Later, Socorro Garza, 78, steps onto her porch to greet Cuellar and reminisce. She had been his boss when he worked as a lawyer to help the Laredo Morning Times collect unpaid bills.

She said she is happy to see younger Latinos engaged in politics and believes "the old have to go and the young have to go in," but she wants to see Cuellar re-elected.

"Where is her experience?" she asked of Cisneros. "He started as an attorney, and he went on to state [government]. He worked his way up, and that's the only way you can know what is going on. You have to start from the bottom up."

Older voters are more reliable voters, but Latinos skew younger, and their turnout has improved in recent elections.

Democratic primary congressional candidate Jessica Cisneros signs her campaign material before hanging it on a doorknob in Laredo, Texas.Suzanne Gamboa / NBC News

In Texas, about 15 percent of all Latinos who voted early in the Democratic primary were under 30, according to an analysis of state data by the Texas Organizing Project. In comparison, 12 percent of all early voters in the state were under 30.

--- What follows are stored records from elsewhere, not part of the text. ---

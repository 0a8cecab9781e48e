use crate::{CrawlerError, Result};
use serde::{Deserialize, Serialize};
use std::path::{Path, PathBuf};

/// Configuration for the shorts crawler
#[derive(Debug, Clone, Serialize, Deserialize)]
#[serde(default)]
pub struct Config {
    /// Crawl behaviour settings
    pub crawl: CrawlConfig,

    /// HTTP client settings
    pub http: HttpConfig,

    /// Platform route table settings
    pub routes: RoutesConfig,

    /// Exclusion registry settings
    pub exclusions: ExclusionsConfig,
}

#[derive(Debug, Clone, Serialize, Deserialize)]
#[serde(default)]
pub struct CrawlConfig {
    /// How many matches a bounded crawl collects by default
    pub default_target: usize,

    /// Platform entry to use from the route table
    pub platform: String,
}

#[derive(Debug, Clone, Serialize, Deserialize)]
#[serde(default)]
pub struct HttpConfig {
    /// Request timeout in seconds
    pub timeout_seconds: u64,

    /// Extra attempts after a failed page fetch
    pub fetch_retries: u32,
}

#[derive(Debug, Clone, Serialize, Deserialize)]
#[serde(default)]
pub struct RoutesConfig {
    /// Path to the route table file
    pub file: PathBuf,
}

#[derive(Debug, Clone, Serialize, Deserialize)]
#[serde(default)]
pub struct ExclusionsConfig {
    /// Path to the already-processed video store
    pub store_path: PathBuf,
}

impl Config {
    /// Load configuration from file
    pub fn load() -> Result<Self> {
        // Try to load from various locations
        let config_paths = [
            "shorts-crawler.toml",
            "config/shorts-crawler.toml",
            "~/.config/shorts-crawler/config.toml",
            "/etc/shorts-crawler/config.toml",
        ];

        for path in &config_paths {
            if let Ok(config_str) = std::fs::read_to_string(path) {
                match toml::from_str(&config_str) {
                    Ok(config) => {
                        tracing::info!("📄 Loaded configuration from: {}", path);
                        return Ok(config);
                    }
                    Err(e) => {
                        tracing::warn!("Failed to parse config file {}: {}", path, e);
                    }
                }
            }
        }

        // Fall back to defaults plus environment variables
        Self::from_env()
    }

    /// Load configuration from an explicit file path
    pub fn from_file(path: &Path) -> Result<Self> {
        let config_str = std::fs::read_to_string(path)?;
        let config: Self = toml::from_str(&config_str)?;
        tracing::info!("📄 Loaded configuration from: {}", path.display());
        Ok(config)
    }

    /// Load configuration from environment variables
    pub fn from_env() -> Result<Self> {
        let mut config = Self::default();

        // Override with environment variables
        if let Ok(platform) = std::env::var("SHORTS_CRAWLER_PLATFORM") {
            config.crawl.platform = platform;
        }

        if let Ok(target) = std::env::var("SHORTS_CRAWLER_TARGET") {
            config.crawl.default_target = target.parse().unwrap_or(10);
        }

        if let Ok(timeout) = std::env::var("SHORTS_CRAWLER_TIMEOUT") {
            config.http.timeout_seconds = timeout.parse().unwrap_or(30);
        }

        if let Ok(routes_file) = std::env::var("SHORTS_CRAWLER_ROUTES") {
            config.routes.file = PathBuf::from(routes_file);
        }

        if let Ok(store_path) = std::env::var("SHORTS_CRAWLER_EXCLUSIONS") {
            config.exclusions.store_path = PathBuf::from(store_path);
        }

        Ok(config)
    }

    /// Validate configuration
    pub fn validate(&self) -> Result<()> {
        if self.crawl.platform.is_empty() {
            return Err(CrawlerError::Config("platform must not be empty".into()));
        }

        if self.crawl.default_target == 0 {
            return Err(CrawlerError::Config(
                "default_target must be greater than 0".into(),
            ));
        }

        if self.http.timeout_seconds == 0 {
            return Err(CrawlerError::Config(
                "timeout_seconds must be greater than 0".into(),
            ));
        }

        tracing::debug!("✅ Configuration validation passed");
        Ok(())
    }

    /// Get runtime configuration summary
    pub fn summary(&self) -> String {
        format!(
            "Shorts Crawler Configuration:\n\
            - Platform: {}\n\
            - Default Target: {}\n\
            - HTTP Timeout: {}s\n\
            - Fetch Retries: {}\n\
            - Route Table: {}\n\
            - Exclusion Store: {}",
            self.crawl.platform,
            self.crawl.default_target,
            self.http.timeout_seconds,
            self.http.fetch_retries,
            self.routes.file.display(),
            self.exclusions.store_path.display()
        )
    }
}

impl Default for Config {
    fn default() -> Self {
        Self {
            crawl: CrawlConfig::default(),
            http: HttpConfig::default(),
            routes: RoutesConfig::default(),
            exclusions: ExclusionsConfig::default(),
        }
    }
}

impl Default for CrawlConfig {
    fn default() -> Self {
        Self {
            default_target: 10,
            platform: "youtube".to_string(),
        }
    }
}

impl Default for HttpConfig {
    fn default() -> Self {
        Self {
            timeout_seconds: 30,
            fetch_retries: 0,
        }
    }
}

impl Default for RoutesConfig {
    fn default() -> Self {
        Self {
            file: PathBuf::from("routes.json"),
        }
    }
}

impl Default for ExclusionsConfig {
    fn default() -> Self {
        Self {
            store_path: PathBuf::from("uploaded_videos.json"),
        }
    }
}

/// Configuration builder for programmatic config creation
pub struct ConfigBuilder {
    config: Config,
}

impl ConfigBuilder {
    pub fn new() -> Self {
        Self {
            config: Config::default(),
        }
    }

    pub fn with_platform(mut self, platform: &str) -> Self {
        self.config.crawl.platform = platform.to_string();
        self
    }

    pub fn with_target(mut self, target: usize) -> Self {
        self.config.crawl.default_target = target;
        self
    }

    pub fn with_timeout(mut self, seconds: u64) -> Self {
        self.config.http.timeout_seconds = seconds;
        self
    }

    pub fn with_routes_file(mut self, file: PathBuf) -> Self {
        self.config.routes.file = file;
        self
    }

    pub fn with_exclusion_store(mut self, store_path: PathBuf) -> Self {
        self.config.exclusions.store_path = store_path;
        self
    }

    pub fn build(self) -> Config {
        self.config
    }
}

impl Default for ConfigBuilder {
    fn default() -> Self {
        Self::new()
    }
}
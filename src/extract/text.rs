use chrono::{DateTime, Duration, Utc};

use crate::video::PublishedTime;

/// Parse a humanized view count ("1.2M views", "500,000 vues") into a plain
/// number. Locale words and separators are stripped, k/m/b suffixes scale by
/// 1e3/1e6/1e9, and fractional counts truncate. Anything unparsable is 0.
pub fn parse_views(text: &str) -> u64 {
    if text.is_empty() {
        return 0;
    }
    let mut cleaned = text.to_lowercase();
    for word in ["views", "vues", "de vues"] {
        cleaned = cleaned.replace(word, "");
    }
    let cleaned = cleaned.replace(',', "").replace(' ', "");
    let cleaned = cleaned.trim();

    for (suffix, multiplier) in [('k', 1e3), ('m', 1e6), ('b', 1e9)] {
        if let Some(number) = cleaned.strip_suffix(suffix) {
            return match number.replace(',', ".").parse::<f64>() {
                Ok(n) if n >= 0.0 => (n * multiplier) as u64,
                _ => 0,
            };
        }
    }
    match cleaned.parse::<f64>() {
        Ok(n) if n.is_finite() && n >= 0.0 => n as u64,
        _ => 0,
    }
}

/// Parse a "MM:SS" or "HH:MM:SS" length into whole seconds. Any other shape,
/// component, or overflowing total is 0.
pub fn parse_duration(text: &str) -> u64 {
    let components: Option<Vec<u64>> = text
        .split(':')
        .map(|part| part.trim().parse().ok())
        .collect();
    let total = match components.as_deref() {
        Some(&[minutes, seconds]) => minutes
            .checked_mul(60)
            .and_then(|m| m.checked_add(seconds)),
        Some(&[hours, minutes, seconds]) => hours
            .checked_mul(3_600)
            .and_then(|h| minutes.checked_mul(60).and_then(|m| h.checked_add(m)))
            .and_then(|hm| hm.checked_add(seconds)),
        _ => None,
    };
    total.unwrap_or(0)
}

const TIME_UNITS: [(&str, i64); 5] = [
    ("hour", 3_600),
    ("day", 86_400),
    ("week", 7 * 86_400),
    ("month", 30 * 86_400),
    ("year", 365 * 86_400),
];

/// Resolve a humanized publish phrase ("3 weeks ago") against `now`.
///
/// Months count as 30 days and years as 365. Text without a known unit, or
/// with a leading token that is not a number, passes through verbatim as
/// opaque text; empty input is unknown.
pub fn parse_published_time(text: &str, now: DateTime<Utc>) -> PublishedTime {
    if text.is_empty() {
        return PublishedTime::Unknown;
    }
    for (keyword, unit_secs) in TIME_UNITS {
        if !text.contains(keyword) {
            continue;
        }
        let magnitude = text
            .split_whitespace()
            .next()
            .and_then(|token| token.trim().parse::<i64>().ok());
        let resolved = magnitude
            .and_then(|n| n.checked_mul(unit_secs))
            .and_then(Duration::try_seconds)
            .and_then(|delta| now.checked_sub_signed(delta));
        return match resolved {
            Some(ts) => PublishedTime::Absolute(ts),
            None => PublishedTime::Text(text.to_string()),
        };
    }
    PublishedTime::Text(text.to_string())
}
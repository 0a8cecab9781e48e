use serde::{Deserialize, Serialize};
use std::collections::HashMap;
use std::path::Path;
use tracing::debug;
use url::Url;

use crate::{CrawlerError, Result};

/// Base URL templates for one platform.
///
/// Crawl logic never hard-codes platform URLs; pointing the crawler at
/// another platform means supplying a different entry, nothing else.
#[derive(Debug, Clone, PartialEq, Serialize, Deserialize)]
pub struct PlatformRoutes {
    pub base_search_url: String,
    pub base_video_url: String,
    pub base_channel_url: String,
    pub base_playlist_url: String,
    pub base_short_url: String,
}

impl PlatformRoutes {
    /// Search results URL for a raw (unencoded) query.
    pub fn search_url(&self, query: &str) -> String {
        format!("{}{}", self.base_search_url, urlencoding::encode(query))
    }

    /// Canonical watch URL for a regular video id.
    pub fn video_url(&self, id: &str) -> String {
        format!("{}{}", self.base_video_url, id)
    }

    /// Canonical URL for a short-form video id.
    pub fn short_url(&self, id: &str) -> String {
        format!("{}{}", self.base_short_url, id)
    }

    pub fn channel_url(&self, id: &str) -> String {
        format!("{}{}", self.base_channel_url, id)
    }

    pub fn playlist_url(&self, id: &str) -> String {
        format!("{}{}", self.base_playlist_url, id)
    }

    fn validate(&self, platform: &str) -> Result<()> {
        let fields = [
            ("base_search_url", &self.base_search_url),
            ("base_video_url", &self.base_video_url),
            ("base_channel_url", &self.base_channel_url),
            ("base_playlist_url", &self.base_playlist_url),
            ("base_short_url", &self.base_short_url),
        ];
        for (field, value) in fields {
            Url::parse(value).map_err(|e| {
                CrawlerError::Config(format!("{}.{} is not a valid URL: {}", platform, field, e))
            })?;
        }
        Ok(())
    }
}

/// Named mapping of platform → route templates, loaded from a JSON document.
#[derive(Debug, Clone, Default, Serialize, Deserialize)]
pub struct RouteTable {
    #[serde(flatten)]
    platforms: HashMap<String, PlatformRoutes>,
}

impl RouteTable {
    /// The table compiled into the binary; currently the default platform
    /// only.
    pub fn builtin() -> Self {
        let mut platforms = HashMap::new();
        platforms.insert(
            "youtube".to_string(),
            PlatformRoutes {
                base_search_url: "https://www.youtube.com/results?search_query=".to_string(),
                base_video_url: "https://www.youtube.com/watch?v=".to_string(),
                base_channel_url: "https://www.youtube.com/channel/".to_string(),
                base_playlist_url: "https://www.youtube.com/playlist?list=".to_string(),
                base_short_url: "https://www.youtube.com/shorts/".to_string(),
            },
        );
        Self { platforms }
    }

    /// Load and validate a table from a JSON file.
    pub async fn load(path: &Path) -> Result<Self> {
        let raw = tokio::fs::read_to_string(path).await?;
        let table: Self = serde_json::from_str(&raw)?;
        table.validate()?;
        debug!(
            "🗺️ Loaded route table from {} ({} platforms)",
            path.display(),
            table.platforms.len()
        );
        Ok(table)
    }

    /// Routes for one named platform.
    pub fn platform(&self, name: &str) -> Result<PlatformRoutes> {
        self.platforms
            .get(name)
            .cloned()
            .ok_or_else(|| CrawlerError::UnknownPlatform(name.to_string()))
    }

    pub fn platform_names(&self) -> Vec<&str> {
        self.platforms.keys().map(|name| name.as_str()).collect()
    }

    pub fn validate(&self) -> Result<()> {
        for (platform, routes) in &self.platforms {
            routes.validate(platform)?;
        }
        Ok(())
    }
}
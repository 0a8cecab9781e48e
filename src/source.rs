use async_trait::async_trait;
use chrono::Utc;
use tracing::debug;

use crate::extract;
use crate::fetch::PageFetcher;
use crate::routes::{PlatformRoutes, RouteTable};
use crate::video::VideoRecord;
use crate::Result;

/// Platform capabilities the frontier crawler is driven by.
///
/// One implementation per platform family: run a search, fetch a watch page,
/// and turn raw documents into records. The crawler itself never touches
/// URLs or page markup.
#[async_trait]
pub trait VideoSource: Send + Sync {
    /// Platform name, for logs.
    fn name(&self) -> &str;

    /// Run a search and return the raw results document.
    async fn search(&self, query: &str) -> Result<String>;

    /// Fetch one video page by canonical URL.
    async fn fetch_page(&self, url: &str) -> Result<String>;

    /// Parse every recognizable video renderer out of a document.
    fn extract_videos(&self, document: &str) -> Vec<VideoRecord>;
}

/// YouTube-shaped source: route-table URLs plus embedded `ytInitialData`
/// extraction.
#[derive(Debug)]
pub struct YoutubeSource {
    name: String,
    routes: PlatformRoutes,
    fetcher: PageFetcher,
}

impl YoutubeSource {
    pub fn new(name: impl Into<String>, routes: PlatformRoutes, fetcher: PageFetcher) -> Self {
        Self {
            name: name.into(),
            routes,
            fetcher,
        }
    }

    /// Construct from a route table entry.
    pub fn from_table(table: &RouteTable, platform: &str, fetcher: PageFetcher) -> Result<Self> {
        Ok(Self::new(platform, table.platform(platform)?, fetcher))
    }

    pub fn routes(&self) -> &PlatformRoutes {
        &self.routes
    }
}

#[async_trait]
impl VideoSource for YoutubeSource {
    fn name(&self) -> &str {
        &self.name
    }

    async fn search(&self, query: &str) -> Result<String> {
        let url = self.routes.search_url(query);
        debug!("🔍 Searching {}: {}", self.name, url);
        self.fetcher.fetch(&url).await
    }

    async fn fetch_page(&self, url: &str) -> Result<String> {
        self.fetcher.fetch(url).await
    }

    fn extract_videos(&self, document: &str) -> Vec<VideoRecord> {
        extract::extract_videos(document, &self.routes, Utc::now())
    }
}

#[cfg(test)]
mod tests {
    use super::*;
    use crate::CrawlerError;

    #[test]
    fn test_from_table_rejects_unknown_platform() {
        let table = RouteTable::builtin();
        let err =
            YoutubeSource::from_table(&table, "not-a-platform", PageFetcher::default()).unwrap_err();
        assert!(matches!(err, CrawlerError::UnknownPlatform(_)));
    }

    #[test]
    fn test_extract_goes_through_routes() {
        let source = YoutubeSource::from_table(
            &RouteTable::builtin(),
            "youtube",
            PageFetcher::default(),
        )
        .unwrap();
        let data = serde_json::json!({
            "contents": {"twoColumnWatchNextResults": {"secondaryResults": {"secondaryResults": {
                "results": [
                    {"compactVideoRenderer": {"videoId": "abc", "title": {"simpleText": "T"}}}
                ]
            }}}}
        });
        let page = format!("<html><script>var ytInitialData = {};</script></html>", data);

        let records = source.extract_videos(&page);
        assert_eq!(records.len(), 1);
        assert_eq!(records[0].url, "https://www.youtube.com/watch?v=abc");
    }
}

Palacios of Texas Rising said that complacency is not part of the Latino culture and that "we are taught to work hard for everything we have." But, she said, the humility in the culture can be Latinos' downfall.

"What we are taught is to be just grateful — our parents taught us to be grateful when you have the bare minimum," Palacios said. "In this new generation, we are realizing we can wake up and build our power and create the change we want to see."

For her, it starts with a victory for Cisneros on Tuesday.